L’interdiction sera aussi efficace que n’importe quelle autre interdiction. Elle aura des effets, probablement spectaculaires, mais pas nécessairement ceux qui étaient prévus. C’est là l’un des travers des interdictions : Elles incitent les gens. Dès qu’un comportement ou une pratique est interdit, il devient aussitôt plus attractif. Même ceux qui n’ont jamais connu ce qui est interdit ne peuvent s’empêcher d’en attendre la matérialisation.

Starmer manque l’ironie. Il n’est pas le seul, même s’il serait avisé de jeter un œil sur l’histoire des tentatives célèbres d’éteindre des habitudes qui, loin de disparaître, ne faisaient que se renforcer.
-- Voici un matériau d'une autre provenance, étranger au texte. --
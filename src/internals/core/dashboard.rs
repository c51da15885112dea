use std::sync::Arc;

use common::api::{ToneArmPosition, TurntableStartRequest, TurntableState};
use tokio::sync::watch;
use tracing::{error, info};

use crate::models::{
    command::CommandOutcome,
    jog::JogDirection,
    notification::Surface,
    snapshot::SnapshotState,
};

use super::{
    command_gate::{CommandGate, PlaybackCommands},
    coordinator::{CoordinatorSpecs, PollCoordinator},
    jog::{JogConfig, JogController, JogStart},
    notifier::Notifier,
    ports::{NotificationPort, RemotePorts, RemoteResult, TurntablePort},
};

#[derive(Debug, Clone, Copy, PartialEq, Eq)]
pub struct DashboardConfig {
    pub specs: CoordinatorSpecs,
    pub jog: JogConfig,
}

/// One mounted control surface: polling, playback commands, the tone-arm
/// jog and the turntable, all against the same server.
///
/// Mounting registers the pollers. Unmounting (or dropping) cancels them
/// and releases any held jog.
pub struct Dashboard {
    coordinator: Arc<PollCoordinator>,
    playback: PlaybackCommands,
    jog: JogController,
    turntable: Arc<dyn TurntablePort>,
    notifier: Arc<Notifier>,
}

impl Dashboard {
    /// Must be called from within a tokio runtime.
    pub fn mount(
        ports: &RemotePorts,
        notifications: Arc<dyn NotificationPort>,
        config: DashboardConfig,
    ) -> Self {
        let notifier = Arc::new(Notifier::new(notifications));
        let coordinator = Arc::new(PollCoordinator::start(
            ports,
            notifier.clone(),
            config.specs,
        ));
        let playback = PlaybackCommands::new(
            CommandGate::new(notifier.clone(), coordinator.clone()),
            ports.playback.clone(),
            coordinator.subscribe(),
        );
        let jog = JogController::new(ports.tone_arm.clone(), notifier.clone(), config.jog);

        info!("Dashboard mounted.");
        Self {
            coordinator,
            playback,
            jog,
            turntable: ports.turntable.clone(),
            notifier,
        }
    }

    pub fn snapshots(&self) -> watch::Receiver<SnapshotState> {
        self.coordinator.subscribe()
    }

    pub fn state(&self) -> SnapshotState {
        self.coordinator.state()
    }

    /// The play button is disabled while this is true.
    pub fn is_command_in_flight(&self) -> bool {
        self.playback.gate().is_busy()
    }

    pub async fn refresh(&self) -> RemoteResult<()> {
        self.coordinator.refresh_now().await
    }

    pub async fn toggle_playback(&self) -> CommandOutcome {
        self.playback.toggle().await
    }

    pub async fn play_this_medium(&self) -> CommandOutcome {
        self.playback.play_this_medium().await
    }

    pub async fn stop_playback(&self) -> CommandOutcome {
        self.playback.stop().await
    }

    pub fn hold_jog(&self, direction: JogDirection) -> JogStart {
        self.jog.start(direction)
    }

    pub fn release_jog(&self) -> bool {
        self.jog.stop()
    }

    pub fn jog_direction(&self) -> Option<JogDirection> {
        self.jog.direction()
    }

    pub async fn jog_once(&self, direction: JogDirection) -> RemoteResult<()> {
        self.jog.jog_once(direction).await
    }

    pub async fn move_tone_arm_to(&self, angle_deg: f64) -> RemoteResult<()> {
        self.jog.move_to_angle(angle_deg).await
    }

    pub async fn home_tone_arm(&self) -> RemoteResult<()> {
        self.jog.home().await
    }

    pub async fn tone_arm_position(&self) -> RemoteResult<ToneArmPosition> {
        self.jog.refresh_position().await
    }

    pub async fn turntable_state(&self) -> RemoteResult<TurntableState> {
        self.turntable_command("read", self.turntable.turntable_state())
            .await
    }

    pub async fn start_turntable(&self, request: TurntableStartRequest) -> RemoteResult<()> {
        self.turntable_command("start", self.turntable.start_turntable(request))
            .await?;
        info!("Turntable started. Direction: {}", request.direction);
        Ok(())
    }

    pub async fn stop_turntable(&self) -> RemoteResult<()> {
        self.turntable_command("stop", self.turntable.stop_turntable())
            .await?;
        info!("Turntable stopped.");
        Ok(())
    }

    async fn turntable_command<T>(
        &self,
        action: &str,
        call: impl std::future::Future<Output = RemoteResult<T>>,
    ) -> RemoteResult<T> {
        call.await.map_err(|e| {
            error!("Failed to {} turntable. Error: {}", action, e);
            self.notifier.toast(Surface::Turntable, e.user_message());
            e
        })
    }

    /// Cancel the pollers and any held jog. Requests already in flight
    /// still complete.
    pub fn unmount(&self) {
        self.coordinator.shutdown();
        self.jog.stop();
        info!("Dashboard unmounted.");
    }
}

impl Drop for Dashboard {
    fn drop(&mut self) {
        self.coordinator.shutdown();
        self.jog.stop();
    }
}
Voici un tour d’horizon de quelques cas parmi les plus inflammables.

L’alcool

La prohibition, interdiction par la loi de fabriquer et de vendre de l’alcool aux États‑Unis, est sans aucun doute l’interdiction la plus paradoxalement productive de l’histoire. Elle devint le moteur d’un immense marché clandestin de production et de vente d’alcool, l’essor de boîtes de nuit et de bars non licenciés, gérés par des entrepreneurs opportunistes. Elle a aussi nourri un réseau de crime organisé qui persiste jusqu’à aujourd’hui, restant l’héritage le plus durable de la Prohibition: la Mafia.
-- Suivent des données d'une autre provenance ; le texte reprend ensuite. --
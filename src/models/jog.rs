use std::time::Duration;

use derive_more::Display;

/// Which way the tone-arm is jogged. Left moves toward home.
#[derive(Debug, Clone, Copy, PartialEq, Eq, Hash, Display)]
pub enum JogDirection {
    #[display(fmt = "left")]
    Left,
    #[display(fmt = "right")]
    Right,
}

impl JogDirection {
    /// Apply the direction's sign to a step count.
    pub fn signed(self, magnitude: u32) -> i64 {
        match self {
            JogDirection::Left => -i64::from(magnitude),
            JogDirection::Right => i64::from(magnitude),
        }
    }
}

/// Shape of the hold-to-jog acceleration. Steps grow and delays shrink
/// linearly over `ramp_duration`, then stay at their fast values.
#[derive(Debug, Clone, Copy, PartialEq, Eq)]
pub struct RampProfile {
    pub ramp_duration: Duration,
    pub base_step: u32,
    pub step_range: u32,
    pub base_delay: Duration,
    pub min_delay: Duration,
}

impl Default for RampProfile {
    fn default() -> Self {
        Self {
            ramp_duration: Duration::from_millis(2000),
            base_step: 4,
            step_range: 20,
            base_delay: Duration::from_millis(220),
            min_delay: Duration::from_millis(40),
        }
    }
}

impl RampProfile {
    /// Progress through the ramp, 0.0 at the start of a hold and 1.0 from
    /// `ramp_duration` onwards.
    pub fn fraction(&self, elapsed: Duration) -> f64 {
        if self.ramp_duration.is_zero() {
            return 1.0;
        }
        (elapsed.as_secs_f64() / self.ramp_duration.as_secs_f64()).clamp(0.0, 1.0)
    }

    /// Unsigned step count for ramp progress `t`.
    pub fn step_magnitude(&self, t: f64) -> u32 {
        self.base_step + (t.clamp(0.0, 1.0) * f64::from(self.step_range)).round() as u32
    }

    /// Delay before the next step for ramp progress `t`.
    pub fn step_delay(&self, t: f64) -> Duration {
        let base = self.base_delay.as_secs_f64() * 1000.0;
        let min = self.min_delay.as_secs_f64() * 1000.0;
        let millis = base - t.clamp(0.0, 1.0) * (base - min);
        Duration::from_micros((millis * 1000.0).round() as u64)
    }
}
À une époque où l’industrialisation bouleversait les États‑Unis et où une société de consommation embryonnaire prenait forme, la culture américaine fut aussi marquée par un réveil religieux prônant l’abolition de l’esclavage et la tempérance — c’est‑à‑dire l’abstinence d’alcool. L’influence de ce mouvement, connu sous le nom de temperance, s’est fait sentir jusque sur le plan politique. En 1846, l’État du Maine lança une interdiction légale de l’alcool; des mesures similaires suivirent ailleurs.
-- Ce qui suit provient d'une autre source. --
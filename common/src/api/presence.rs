use serde::{Deserialize, Serialize};

/// Response of `GET /api/nfc/current`. Every field is `None` when no
/// medium is on the reader.
#[derive(Serialize, Deserialize, Debug, Clone, Default, PartialEq, Eq)]
#[serde(default)]
pub struct MediumPresence {
    /// UID of the scanned tag.
    pub uid: Option<String>,

    /// Player URI mapped to the tag, if a mapping exists.
    pub spotify_uri: Option<String>,

    /// Display name of the mapped record.
    pub record_name: Option<String>,

    /// Cover art of the mapped record.
    pub record_cover_url: Option<String>,
}

impl MediumPresence {
    /// A medium is present when the reader reported a tag UID.
    pub fn is_present(&self) -> bool {
        self.uid.is_some()
    }

    /// The mapped player URI, treating an empty string as unmapped.
    pub fn player_uri(&self) -> Option<&str> {
        self.spotify_uri.as_deref().filter(|uri| !uri.is_empty())
    }
}
use std::sync::Arc;

use tokio::sync::broadcast::Sender;

use self::adapters::BroadcastNotificationAdapter;
use crate::models::notification::Notification;

pub mod adapters;
pub mod task;

pub struct EventLoggingModule {
    pub notification_adapter: Arc<BroadcastNotificationAdapter>,
}

impl EventLoggingModule {
    pub fn initialize(tx_notification: Sender<Notification>) -> Self {
        Self {
            notification_adapter: Arc::new(BroadcastNotificationAdapter::new(tx_notification)),
        }
    }
}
En 1920, le Congrès adopta la National Prohibition Act, mieux connue sous le nom de Volstead Act, du nom du représentant Andrew J. Volstead. Bien sûr, l’appétit pour l’alcool ne faiblissait pas et les contrebandiers, appelés au départ bootleggers (par référence à la pratique consistant à dissimuler des bouteilles dans les bottes), firent entrer des boissons d’origine étrangère. Rapidement apparurent des distilleries et des réseaux de distribution illégaux, qui devinrent une manne pour la mafia italienne secrète et naissante, qui contrôla les opérations jusqu’à la fin de la Prohibition en 1933.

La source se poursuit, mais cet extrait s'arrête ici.